* What the task requires:
Nothing but the lines from the start of the records through the line that contains "when not attached" is to be copied, and each is to be copied exactly.

* Saved entries:
__________________________________________________

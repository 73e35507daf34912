use std::io::{self, IsTerminal as _, Read, Write};

use anyhow::{Context, Result, anyhow};
use inquire::Confirm;
use owo_colors::OwoColorize as _;

use crate::log_info;

/// Interactive prompts that degrade to plain stdin reads when not attached
/// to a terminal (tests, pipes).
#[derive(Clone, Debug)]
pub struct Wizard {
  is_tty: bool,
}

impl Default for Wizard {
  fn default() -> Self {
    Self::new()
  }
}

impl Wizard {
  #[must_use]
  pub fn new() -> Self {
    Self {
      is_tty: io::stdin().is_terminal() && io::stdout().is_terminal(),
    }
  }

  /// Print preview lines ahead of a confirmation.
  pub fn info_lines(lines: &[String]) {
    for line in lines {
      log_info!("{}", line);
    }
  }

  /// Prompt for a yes/no confirmation.
  pub fn confirm(&self, prompt: &str, default: bool) -> Result<bool> {
    if self.is_tty {
      return Confirm::new(prompt)
        .with_default(default)
        .prompt()
        .map_err(|err| anyhow!(err));
    }
    Self::fallback_confirm(prompt, default)
  }

  fn fallback_confirm(prompt: &str, default: bool) -> Result<bool> {
    let suffix = if default { "[Y/n]" } else { "[y/N]" };
    log_info!("{} {}", prompt, suffix);
    anstream::print!("{}", "-> ".bright_cyan());
    io::stdout().flush().ok();

    let mut input = String::new();
    read_line(&mut input)?;
    let trimmed = input.trim();
    if trimmed.is_empty() {
      return Ok(default);
    }
    Ok(trimmed.starts_with(['y', 'Y']))
  }
}

fn read_line(target: &mut String) -> Result<()> {
  let mut stdin = io::stdin().lock();
  loop {
    let mut buf = [0u8; 1];
    match stdin.read(&mut buf) {
      Ok(0) => break,
      Ok(_) => {
        let ch = buf[0] as char;
        if ch == '\n' || ch == '\r' {
          break;
        }
        target.push(ch);
        if target.len() > 200 {
          break;
        }
      }
      Err(err) => return Err(err).context("failed to read from stdin"),
    }
  }
  Ok(())
}
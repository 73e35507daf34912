use std::fs;

use anyhow::{Context, Result};

use crate::commands::confirm_or_cancel;
use crate::commands::workbench::{find_entry, load_workbench_config};
use crate::config::AppContext;
use crate::store::{WorkbenchStatus, save_yaml};
use crate::utils::git::{branch_exists, delete_branch, prune_worktrees};
use crate::{log_info, log_success};

/// Remove a workbench in either state: workspace, branches, scaffold and entry.
pub fn run(ctx: &AppContext, name: &str, yes: bool) -> Result<()> {
  ctx.runtime.require_root("workbench delete")?;
  let paths = ctx.runtime.paths()?;
  let mut base = ctx.runtime.base_config()?.clone();
  let entry = find_entry(&base, name)?.clone();

  // The scaffold may already be gone; fall back to the source's repos.
  let repos = match load_workbench_config(&paths, name) {
    Ok(config) => config.repos,
    Err(err) => {
      log::debug!("no workbench config for {name}: {err:#}");
      base
        .source(&entry.source)
        .map(|s| s.repos.clone())
        .unwrap_or_default()
    }
  };

  let prompt = format!(
    "Delete workbench \"{name}\"? This removes its workspace, its data under {} and the branch \"{}\" in {} repo(s).",
    paths.scaffold_dir(name).display(),
    entry.git_branch,
    repos.len()
  );
  if !confirm_or_cancel(yes, &prompt, "Deletion cancelled.")? {
    return Ok(());
  }

  if entry.status == WorkbenchStatus::Active {
    let workspace = paths.workspace_dir(name);
    if workspace.exists() {
      fs::remove_dir_all(&workspace)
        .with_context(|| format!("failed to remove {}", workspace.display()))?;
    }
    for repo in &repos {
      let main_repo = paths.repo_dir(&repo.dir);
      if main_repo.is_dir() {
        prune_worktrees(&main_repo)?;
      }
    }
  }

  let mut deleted = 0;
  for repo in &repos {
    let main_repo = paths.repo_dir(&repo.dir);
    if !main_repo.is_dir() {
      continue;
    }
    if branch_exists(&main_repo, &entry.git_branch)? {
      delete_branch(&main_repo, &entry.git_branch)?;
      deleted += 1;
    }
  }

  let scaffold = paths.scaffold_dir(name);
  if scaffold.exists() {
    fs::remove_dir_all(&scaffold)
      .with_context(|| format!("failed to remove {}", scaffold.display()))?;
  }
  base.workbenches.retain(|w| w.name != name);
  save_yaml(&paths.base_config_path(), &base)?;

  log_success!("Workbench \"{}\" deleted successfully", name);
  log_info!("  Branches deleted: {}", deleted);
  Ok(())
}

__________________________________________________

* Solution to the problem:
repository 73e35507daf34912
use std::io::{self, IsTerminal as _, Read, Write};

use anyhow::{Context, Result, anyhow};
use inquire::Confirm;
use owo_colors::OwoColorize as _;

use crate::log_info;

/// Interactive prompts that degrade to plain stdin reads when not attached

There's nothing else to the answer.